Exercise: Lines from the top of the listing down to the one with "use std::time::Duration;", inclusive, are to be copied exactly.

Records for this task:
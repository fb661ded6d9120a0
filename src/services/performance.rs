//! PMC reports and calibration runs on top of the load store.
//!
//! Reports are cached per (date, window). Every completed calibration run
//! clears that cache; callers that record new data clear it through
//! [`PmcService::invalidate`].

use chrono::{NaiveDate, Utc};
use serde::Serialize;
use std::collections::BTreeMap;
use std::sync::Arc;
use std::time::Duration;
use tokio::sync::Mutex;
use utoipa::ToSchema;

use crate::errors::AppError;
use crate::helpers::{days_before, round_1dp};
use crate::services::cache::TtlCache;
use crate::services::calibration::{
    calibrate, CalibrationConfig, CalibrationOutcome, CalibrationParameters, CalibrationStatus,
    ParamsHandle,
};
use crate::services::effort::EffortChain;
use crate::services::pmc::{
    compute_series, form_description, lookback_days, PmcParams, SeriesSeed, TsbStatus,
    DEFAULT_MIN_LOOKBACK_DAYS,
};
use crate::services::records::dedupe;
use crate::services::references::{reference_points, resolve_latest};
use crate::services::store::LoadStore;

/// Longest reporting window accepted, in days.
pub const MAX_WINDOW_DAYS: i64 = 3650;

#[derive(Debug, Clone)]
pub struct PmcServiceConfig {
    pub cache_ttl: Duration,
    pub min_lookback_days: i64,
    pub seed: SeriesSeed,
    pub calibration: CalibrationConfig,
}

impl Default for PmcServiceConfig {
    fn default() -> Self {
        Self {
            cache_ttl: Duration::from_secs(300),
            min_lookback_days: DEFAULT_MIN_LOOKBACK_DAYS,
            seed: SeriesSeed::default(),
            calibration: CalibrationConfig::default(),
        }
    }
}

/// Chart series, one entry per day of the window, parallel arrays.
#[derive(Debug, Clone, Default, Serialize, ToSchema)]
pub struct PmcChart {
    pub dates: Vec<NaiveDate>,
    pub load: Vec<f64>,
    pub ctl: Vec<f64>,
    pub atl: Vec<f64>,
    pub tsb: Vec<f64>,
}

/// PMC as of one date. All numbers are rounded to one decimal place.
#[derive(Debug, Clone, Serialize, ToSchema)]
pub struct PmcReport {
    pub date: NaiveDate,
    pub window_days: i64,
    pub ctl: f64,
    pub atl: f64,
    pub tsb: f64,
    pub status: TsbStatus,
    /// Human-readable status tier
    pub status_label: String,
    /// Finer-grained description of form
    pub description: String,
    pub chart: PmcChart,
    /// Days with recorded load inside the window
    pub days_tracked: usize,
    /// Parameters the report was computed with
    pub parameters: CalibrationParameters,
}

pub struct PmcService {
    store: Arc<dyn LoadStore>,
    effort: EffortChain,
    params: ParamsHandle,
    cache: TtlCache<(NaiveDate, i64), Arc<PmcReport>>,
    config: PmcServiceConfig,
    /// Serialises calibration runs: one writer for the parameters.
    calibrating: Mutex<()>,
}

impl PmcService {
    pub fn new(store: Arc<dyn LoadStore>, effort: EffortChain, config: PmcServiceConfig) -> Self {
        Self {
            store,
            effort,
            params: ParamsHandle::default(),
            cache: TtlCache::new(config.cache_ttl),
            config,
            calibrating: Mutex::new(()),
        }
    }

    pub async fn parameters(&self) -> Arc<CalibrationParameters> {
        self.params.current().await
    }

    /// Load persisted parameters, merging defaults into a partial blob. A
    /// malformed blob is logged and ignored.
    pub async fn load_parameters(&self) -> Result<(), AppError> {
        let Some(blob) = self.store.load_calibration_blob().await? else {
            tracing::info!("No stored calibration parameters, using defaults");
            return Ok(());
        };
        match CalibrationParameters::from_json(blob) {
            Ok(params) => {
                tracing::info!(
                    "Loaded calibration parameters: ctl={} atl={} scale={}",
                    params.ctl_time_constant_days,
                    params.atl_time_constant_days,
                    params.load_scale_factor
                );
                self.params.replace(params).await;
            }
            Err(e) => tracing::warn!("Stored calibration parameters unreadable, using defaults: {}", e),
        }
        Ok(())
    }

    pub async fn invalidate(&self) {
        self.cache.invalidate_all().await;
    }

    pub async fn cached_reports(&self) -> usize {
        self.cache.len().await
    }

    /// PMC as of `date` over the last `window_days` days (cached).
    pub async fn report(&self, date: NaiveDate, window_days: i64) -> Result<Arc<PmcReport>, AppError> {
        if !(1..=MAX_WINDOW_DAYS).contains(&window_days) {
            return Err(AppError::BadRequest(format!(
                "days must be between 1 and {}",
                MAX_WINDOW_DAYS
            )));
        }
        self.cache
            .get_or_try_insert_with((date, window_days), || async move {
                self.build_report(date, window_days).await.map(Arc::new)
            })
            .await
    }

    async fn daily_loads(
        &self,
        start: NaiveDate,
        end: NaiveDate,
    ) -> Result<BTreeMap<NaiveDate, f64>, AppError> {
        let workouts = dedupe(self.store.workouts_between(start, end).await?);
        Ok(self.effort.daily_loads(&workouts))
    }

    async fn build_report(&self, date: NaiveDate, window_days: i64) -> Result<PmcReport, AppError> {
        let params = self.params.current().await;
        let lookback = lookback_days(
            window_days,
            params.ctl_time_constant_days,
            self.config.min_lookback_days,
        );
        let loads = self
            .daily_loads(days_before(date, lookback)?, date)
            .await?;

        let pmc_params = PmcParams::from_calibration(&params, self.config.seed);
        let series = compute_series(&loads, &pmc_params, Some(date));
        let window_start = days_before(date, window_days - 1)?;

        let mut chart = PmcChart::default();
        for point in series.iter().filter(|p| p.date >= window_start) {
            chart.dates.push(point.date);
            chart.load.push(round_1dp(point.load));
            chart.ctl.push(round_1dp(point.ctl));
            chart.atl.push(round_1dp(point.atl));
            chart.tsb.push(round_1dp(point.tsb));
        }

        let days_tracked = loads.range(window_start..=date).count();
        let latest = series.last().filter(|p| p.date == date);
        tracing::debug!(
            "PMC report for {} over {} days: {} days of load in {} day lookback",
            date,
            window_days,
            loads.len(),
            lookback
        );

        let (ctl, atl, tsb, status) = match latest {
            Some(p) => (p.ctl, p.atl, p.tsb, TsbStatus::from_tsb(p.tsb)),
            None => (0.0, 0.0, 0.0, TsbStatus::NoData),
        };

        Ok(PmcReport {
            date,
            window_days,
            ctl: round_1dp(ctl),
            atl: round_1dp(atl),
            tsb: round_1dp(tsb),
            status,
            status_label: status.label().to_string(),
            description: match status {
                TsbStatus::NoData => "No training data recorded yet".to_string(),
                _ => form_description(tsb).to_string(),
            },
            chart,
            days_tracked,
            parameters: params.as_ref().clone(),
        })
    }

    /// Fit parameters to the stored reference values. An accepted result is
    /// persisted before it becomes visible to readers.
    pub async fn run_calibration(&self) -> Result<CalibrationOutcome, AppError> {
        let _guard = self.calibrating.lock().await;
        let cal = &self.config.calibration;
        let current = self.params.current().await;

        let today = Utc::now().date_naive();
        let since = days_before(today, cal.lookback_days)?;
        let warm_up = lookback_days(
            cal.lookback_days,
            cal.search.ctl.max,
            self.config.min_lookback_days,
        );

        let references = reference_points(&resolve_latest(
            &self.store.reference_values(Some(since)).await?,
        ));
        let loads = self
            .daily_loads(days_before(today, warm_up)?, today)
            .await?;

        let outcome = calibrate(&loads, &references, &current, cal, Utc::now());
        match outcome.status {
            CalibrationStatus::Updated => {
                let blob = serde_json::to_value(&outcome.parameters)
                    .map_err(|e| AppError::InternalError(e.to_string()))?;
                self.store.save_calibration_blob(&blob).await?;
                self.params.replace(outcome.parameters.clone()).await;
                tracing::info!(
                    "Calibration updated parameters: ctl={} atl={} scale={} (error {:.2} -> {:.2}, {} references)",
                    outcome.parameters.ctl_time_constant_days,
                    outcome.parameters.atl_time_constant_days,
                    outcome.parameters.load_scale_factor,
                    outcome.error_before.unwrap_or_default(),
                    outcome.error_after.unwrap_or_default(),
                    outcome.reference_count
                );
            }
            CalibrationStatus::Unchanged => {
                tracing::info!(
                    "Calibration kept current parameters ({} references)",
                    outcome.reference_count
                );
            }
            CalibrationStatus::InsufficientReferences => {
                tracing::info!(
                    "Calibration skipped: {} usable references, need {}",
                    outcome.reference_count,
                    cal.min_reference_points
                );
            }
        }
        self.cache.invalidate_all().await;
        Ok(outcome)
    }
}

Solved problem:
repository fb661ded6d9120a0
filename src/services/performance.rs
//! PMC reports and calibration runs on top of the load store.
//!
//! Reports are cached per (date, window). Every completed calibration run
//! clears that cache; callers that record new data clear it through
//! [`PmcService::invalidate`].

use chrono::{NaiveDate, Utc};
use serde::Serialize;
use std::collections::BTreeMap;
use std::sync::Arc;
use std::time::Duration;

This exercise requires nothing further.